October 27, 2013
Gierer and colleagues from the German primate center and the University of Dammam in Saudi Arabia, have presented the findings of their study of antibodies to the Middle East respiratory syndrome coronavirus (MERS-CoV).
The publication, in Emerging Infectious Diseases (ahead of print - you can find it here, at least until it's other link here starts working), measured the antibodies capable of blocking infection by MERS-CoV, called "neutralising antibodies" with a method they have described before. The assay was not validated with multiple MERS-CoV-positive patient sera, but appeared specific in the testing completed.
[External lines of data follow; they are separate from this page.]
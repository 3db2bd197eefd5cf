//! `bracket strip` command implementation.

use clap::Args;

use super::SourceArgs;
use crate::error::CliError;
use crate::output::Output;

/// Arguments for the strip command.
#[derive(Args)]
pub(crate) struct StripArgs {
    #[command(flatten)]
    source: SourceArgs,

    /// Also remove raw HTML tags and comments.
    #[arg(long)]
    html: bool,

    /// Enable verbose output.
    #[arg(short, long)]
    pub verbose: bool,
}

impl StripArgs {
    /// Execute the strip command.
    ///
    /// # Errors
    ///
    /// Returns an error if configuration or input fails.
    pub(crate) fn execute(self) -> Result<(), CliError> {
        let adapter = self.source.adapter()?;
        let input = self.source.read_input()?;
        let text = adapter.strip(&input, self.html)?;
        Output::new().result(&text)?;
        Ok(())
    }
}
//! Resource file lookup across registered paths.
//!
//! Hooks and the message catalog load optional data files (`emoticons.json`,
//! `censored.txt`, `messages.json`) from the first registered path that
//! contains them. Earlier paths take priority; later paths are fallbacks.

use std::path::{Path, PathBuf};

use serde::de::DeserializeOwned;

use crate::EngineError;

/// Ordered list of directories searched for resource files.
#[derive(Clone, Debug, Default)]
pub struct Resources {
    paths: Vec<PathBuf>,
}

impl Resources {
    /// Create an empty resource lookup.
    #[must_use]
    pub fn new() -> Self {
        Self::default()
    }

    /// Append a lookup path (lower priority than previously added paths).
    pub fn add_path(&mut self, path: impl Into<PathBuf>) {
        self.paths.push(path.into());
    }

    /// Registered lookup paths in priority order.
    #[must_use]
    pub fn paths(&self) -> &[PathBuf] {
        &self.paths
    }

    /// Find the first registered path containing `name`.
    #[must_use]
    pub fn find(&self, name: &str) -> Option<PathBuf> {
        self.paths
            .iter()
            .map(|dir| dir.join(name))
            .find(|candidate| candidate.is_file())
    }

    /// Read and deserialize a JSON resource.
    ///
    /// Returns `Ok(None)` when no path contains the file.
    ///
    /// # Errors
    ///
    /// Returns `EngineError::Resource` if the file exists but cannot be read
    /// or parsed.
    pub fn load_json<T: DeserializeOwned>(&self, name: &str) -> Result<Option<T>, EngineError> {
        let Some(path) = self.find(name) else {
            return Ok(None);
        };
        let content = read(&path)?;
        let value = serde_json::from_str(&content).map_err(|e| EngineError::Resource {
            path: path.clone(),
            message: e.to_string(),
        })?;
        tracing::debug!(path = %path.display(), "Loaded resource");
        Ok(Some(value))
    }

    /// Read a line-based resource, skipping blank lines and `#` comments.
    ///
    /// Returns `Ok(None)` when no path contains the file.
    ///
    /// # Errors
    ///
    /// Returns `EngineError::Resource` if the file exists but cannot be read.
    pub fn load_lines(&self, name: &str) -> Result<Option<Vec<String>>, EngineError> {
        let Some(path) = self.find(name) else {
            return Ok(None);
        };
        let content = read(&path)?;
        let lines = content
            .lines()
            .map(str::trim)
            .filter(|line| !line.is_empty() && !line.starts_with('#'))
            .map(str::to_owned)
            .collect();
        tracing::debug!(path = %path.display(), "Loaded resource");
        Ok(Some(lines))
    }
}

fn read(path: &Path) -> Result<String, EngineError> {
    std::fs::read_to_string(path).map_err(|e| EngineError::Resource {
        path: path.to_path_buf(),
        message: e.to_string(),
    })
}
use std::path::{Path, PathBuf};

use bracket_engine::{EngineConfig, Locale};
use serde::Deserialize;

pub use locale::{LOCALE_ALIASES, resolve_locale};

/// Configuration filename to search for.
const CONFIG_FILENAME: &str = "bracket.toml";

/// Locale used when the caller gives none.
const DEFAULT_LOCALE: &str = "en-us";

/// Helpers installed by default.
const DEFAULT_HELPERS: [&str; 3] = ["Time", "Html", "Text"];

/// Output markup flavor.
#[derive(Clone, Copy, Debug, Default, PartialEq, Eq, Deserialize)]
#[serde(rename_all = "lowercase")]
pub enum OutputMode {
    /// HTML5 void elements (`<br>`).
    #[default]
    Html,
    /// XHTML void elements (`<br />`).
    Xhtml,
}

/// Caller-supplied settings; every field is optional.
///
/// Sequence fields replace the default sequence when present, they never
/// append to it.
#[derive(Clone, Debug, Default, PartialEq, Eq, Deserialize)]
#[serde(default, deny_unknown_fields)]
pub struct Settings {
    /// Opening tag delimiter.
    pub open: Option<String>,
    /// Closing tag delimiter.
    pub close: Option<String>,
    /// Canonical locale (e.g., `de-de`), used when the host locale is unknown.
    pub locale: Option<String>,
    /// Render all markup as plain text.
    pub disabled: Option<bool>,
    /// Replace link text with a short localized label.
    pub shorthand_links: Option<bool>,
    /// HTML or XHTML output.
    pub output_mode: Option<OutputMode>,
    /// Escape HTML in user text.
    pub escape_html: Option<bool>,
    /// Require quoted attribute values.
    pub strict_mode: Option<bool>,
    /// Maximum run of consecutive newlines.
    pub max_newlines: Option<usize>,
    /// Resource lookup paths, highest priority first.
    pub paths: Option<Vec<PathBuf>>,
    /// Tags allowed to render; empty allows all.
    pub whitelist: Option<Vec<String>>,
    /// Tags never rendered.
    pub blacklist: Option<Vec<String>>,
    /// Host helpers the engine may call.
    pub helpers: Option<Vec<String>>,
    /// Filters to install; empty together with `hooks` installs defaults.
    pub filters: Option<Vec<String>>,
    /// Hooks to install; empty together with `filters` installs defaults.
    pub hooks: Option<Vec<String>>,
}

/// Complete configuration record.
#[derive(Clone, Debug, PartialEq, Eq)]
pub struct Config {
    /// Opening tag delimiter.
    pub open: String,
    /// Closing tag delimiter.
    pub close: String,
    /// Resolved locale; `None` leaves the engine on its default.
    pub locale: Option<Locale>,
    /// Render all markup as plain text.
    pub disabled: bool,
    /// Replace link text with a short localized label.
    pub shorthand_links: bool,
    /// HTML or XHTML output.
    pub output_mode: OutputMode,
    /// Escape HTML in user text.
    pub escape_html: bool,
    /// Require quoted attribute values.
    pub strict_mode: bool,
    /// Maximum run of consecutive newlines.
    pub max_newlines: usize,
    /// Resource lookup paths, highest priority first.
    pub paths: Vec<PathBuf>,
    /// Tags allowed to render; empty allows all.
    pub whitelist: Vec<String>,
    /// Tags never rendered.
    pub blacklist: Vec<String>,
    /// Host helpers the engine may call.
    pub helpers: Vec<String>,
    /// Filters to install.
    pub filters: Vec<String>,
    /// Hooks to install.
    pub hooks: Vec<String>,
}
Patient samples from the area served by King Fahd Hospital were obtained from:
- Children (158 sera, 77 female, mean age 12 months) admitted to hospital with lower respiratory tract infections during 12-months form May 2010.
- Adult (110 plasma samples, all males, mean age 28-years, upper limit of 52-years) blood donors
No sera or plasma had neutralising MERS-CoV antibodies.
The authors conclude that <2.3% of children and <3.3% pod adults were seropositive though, because that accounts for the upper limit of the confidence intervals. They also note that their sampling of hospitalized children couldhave missed an antibody response (because it takes time to develop) if they had only just been admitted to hospital for MERS-CoV.